Cadfael se levantó para inspeccionar su labor con espíritu crítico y dirigió su atención al lienzo de lino que rodeaba el cuello de Ciaran. Tomó deliberadamente con ambas manos el cordón del que pendía la cruz e hizo ademán de levantarlo por encima de la cabeza del joven.
—¡No, no, dejadlo! —gritó Ciaran alarmado, asiendo la cruz y el cordón, cada uno con una mano, y abrazándolos contra su pecho—. ¡No lo toquéis! ¡Dejadlo! Os lo ruego.
—Estoy seguro de que lo podréis levantar mientras os curo la herida que os ha producido —dijo Cadfael, extrañado—. Será sólo un momento, ¿por qué no?
—¡No! —Ciaran asió la cruz con ambas manos y la apretó contra su pecho—. ¡No, ni por un instante, ni de día ni de noche! ¡No! ¡Dejadlo!
—Levantadlo, pues, y sostenedlo mientras os curo este corte —dijo Cadfael resignado—. No, no temáis, no os engañaré. Permitidme que retire este lienzo para ver qué daños tenéis aquí.
—Se lo hubiera tenido que quitar —terció Mateo en voz baja—, y así se lo he pedido constantemente. ¿Cómo va a librarse si no de sus dolores?
Cadfael retiró el lienzo, examinó la línea de sangre medio reseca, pero que todavía rezumaba, y la limpió, primero con una loción que escocía mucho para eliminar el polvo y los fragmentos de piel escoriada, y después con un ungüento de tréboles. Dobló nuevamente el lienzo y lo volvió a colocar cuidadosamente bajo el cordón.

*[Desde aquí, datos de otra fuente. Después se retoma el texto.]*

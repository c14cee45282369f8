// ─────────────────────────────────────────────────────────────────────
// SCPN Fusion Core — Magnetics Retrieval Config
// © 1998–2026 Miroslav Šotek. All rights reserved.
// Contact: www.anulum.li | protoscience@anulum.li
// ORCID: https://orcid.org/0009-0009-3560-0851
// License: GNU AGPL v3 | Commercial licensing available
// ─────────────────────────────────────────────────────────────────────
use serde::{Deserialize, Serialize};

use crate::constants::{
    DEFAULT_FS_REL_TOL, DEFAULT_MAX_CONCURRENCY, DEFAULT_T0_TOL_SAMPLES,
    DEFAULT_UNIFORMITY_REL_TOL,
};
use crate::error::{MagneticsError, MagneticsResult};

/// What to do with a toroidal channel the source cannot deliver.
#[derive(Debug, Clone, Copy, PartialEq, Eq, Default, Serialize, Deserialize)]
#[serde(rename_all = "kebab-case")]
pub enum MissingChannelPolicy {
    /// Any retrieval failure fails the whole array.
    #[default]
    Fail,
    /// Drop channels whose retrieval failed and record them as excluded.
    /// Window misuse and inconsistent sampling stay fatal.
    Exclude,
}

/// Tolerances applied when deriving Fs and when comparing channels.
#[derive(Debug, Clone, Copy, PartialEq, Serialize, Deserialize)]
pub struct SamplingTolerance {
    /// Max relative deviation of any spacing from the median spacing.
    #[serde(default = "default_uniformity_rel")]
    pub uniformity_rel: f64,
    /// Max relative Fs difference between two channels of one array.
    #[serde(default = "default_fs_rel")]
    pub fs_rel: f64,
    /// Max t0 difference between two channels, in sample periods.
    #[serde(default = "default_t0_samples")]
    pub t0_samples: f64,
}

fn default_uniformity_rel() -> f64 {
    DEFAULT_UNIFORMITY_REL_TOL
}
fn default_fs_rel() -> f64 {
    DEFAULT_FS_REL_TOL
}
fn default_t0_samples() -> f64 {
    DEFAULT_T0_TOL_SAMPLES
}
fn default_max_concurrency() -> usize {
    DEFAULT_MAX_CONCURRENCY
}

impl Default for SamplingTolerance {
    fn default() -> Self {
        SamplingTolerance {
            uniformity_rel: default_uniformity_rel(),
            fs_rel: default_fs_rel(),
            t0_samples: default_t0_samples(),
        }
    }
}

impl SamplingTolerance {
    pub fn validate(&self) -> MagneticsResult<()> {
        for (name, value) in [
            ("uniformity_rel", self.uniformity_rel),
            ("fs_rel", self.fs_rel),
            ("t0_samples", self.t0_samples),
        ] {
            if !value.is_finite() || value < 0.0 {
                return Err(MagneticsError::ConfigError(format!(
                    "tolerance {name} must be finite and >= 0, got {value}"
                )));
            }
        }
        Ok(())
    }
}

/// Settings for assembling a toroidal array.
#[derive(Debug, Clone, PartialEq, Serialize, Deserialize)]
pub struct RetrievalConfig {
    /// Upper bound on channels fetched at the same time.
    #[serde(default = "default_max_concurrency")]
    pub max_concurrency: usize,
    #[serde(default)]
    pub missing_channel_policy: MissingChannelPolicy,
    #[serde(default)]
    pub tolerance: SamplingTolerance,
}

impl Default for RetrievalConfig {
    fn default() -> Self {
        RetrievalConfig {
            max_concurrency: default_max_concurrency(),
            missing_channel_policy: MissingChannelPolicy::default(),
            tolerance: SamplingTolerance::default(),
        }
    }
}

impl RetrievalConfig {
    /// Load from a JSON file. Missing fields take their defaults.
    pub fn from_file(path: &str) -> MagneticsResult<Self> {
        let contents = std::fs::read_to_string(path)?;
        let config: Self = serde_json::from_str(&contents)?;
        config.validate()?;
        Ok(config)
    }

    pub fn validate(&self) -> MagneticsResult<()> {
        if self.max_concurrency == 0 {
            return Err(MagneticsError::ConfigError(
                "max_concurrency must be >= 1".to_string(),
            ));
        }
        self.tolerance.validate()
    }
}

#[cfg(test)]
mod tests {
    use super::*;
    use std::io::Write;

    #[test]
    fn test_defaults_from_empty_json() {
        let cfg: RetrievalConfig = serde_json::from_str("{}").unwrap();
        assert_eq!(cfg, RetrievalConfig::default());
        assert_eq!(cfg.max_concurrency, DEFAULT_MAX_CONCURRENCY);
        assert_eq!(cfg.missing_channel_policy, MissingChannelPolicy::Fail);
    }

    #[test]
    fn test_partial_tolerance_override() {
        let cfg: RetrievalConfig = serde_json::from_str(
            r#"{"missing_channel_policy": "exclude", "tolerance": {"fs_rel": 1e-3}}"#,
        )
        .unwrap();
        assert_eq!(cfg.missing_channel_policy, MissingChannelPolicy::Exclude);
        assert!((cfg.tolerance.fs_rel - 1e-3).abs() < 1e-15);
        assert!((cfg.tolerance.t0_samples - DEFAULT_T0_TOL_SAMPLES).abs() < 1e-15);
    }

    #[test]
    fn test_zero_concurrency_rejected() {
        let cfg = RetrievalConfig {
            max_concurrency: 0,
            ..RetrievalConfig::default()
        };
        assert!(matches!(cfg.validate(), Err(MagneticsError::ConfigError(_))));
    }

    #[test]
    fn test_negative_tolerance_rejected() {
        let mut cfg = RetrievalConfig::default();
        cfg.tolerance.t0_samples = -1.0;
        let err = cfg.validate().unwrap_err();
        assert!(err.to_string().contains("t0_samples"));
    }

    #[test]
    fn test_from_file() {
        let mut file = tempfile::NamedTempFile::new().unwrap();
        write!(file, r#"{{"max_concurrency": 2}}"#).unwrap();
        let cfg = RetrievalConfig::from_file(file.path().to_str().unwrap()).unwrap();
        assert_eq!(cfg.max_concurrency, 2);
    }

    #[test]
    fn test_shipped_config_matches_defaults() {
        let path = std::path::PathBuf::from(env!("CARGO_MANIFEST_DIR"))
            .join("..")
            .join("..")
            .join("config")
            .join("retrieval.json");
        let cfg = RetrievalConfig::from_file(&path.to_string_lossy()).unwrap();
        assert_eq!(cfg, RetrievalConfig::default());
    }

    #[test]
    fn test_from_file_rejects_invalid() {
        let mut file = tempfile::NamedTempFile::new().unwrap();
        write!(file, r#"{{"max_concurrency": 0}}"#).unwrap();
        assert!(RetrievalConfig::from_file(file.path().to_str().unwrap()).is_err());
    }
}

—Bueno, pues, no habéis roto la promesa. Ya os podéis volver a colocar la carga. Si sostenéis el peso con las manos al caminar y lo soltáis al iros a la cama, se os curará la herida antes de que os marchéis.
A Cadfael le pareció que ambos jóvenes tenían prisa en retirarse, ya que cuando el uno apoyó delicadamente los pies en el suelo, después de haber sido curado y sosteniendo obedientemente la cruz con ambas manos, el otro salió al soleado huerto, para esperar fuera a su amigo. El uno no le debía ninguna gratitud especial y el otro se limitó a darle distraídamente las gracias.
—Os quiero recordar a los dos —dijo Cadfael, estudiándolos con aire pensativo— que estáis presentes en la fiesta de una santa que ha obrado muchos milagros, desafiando incluso a la muerte. Una santa que puede regalar la vida incluso a un hombre sin esperanza —añadió con firmeza. ¡Tenedlo en cuenta porque es muy posible que ahora nos esté escuchando!
Los jóvenes no contestaron y ni siquiera se miraron el uno al otro. Desde la perfumada claridad del huerto se volvieron a mirarle con recelo y después echaron a andar bruscamente como un solo hombre y se alejaron renqueando por la vereda.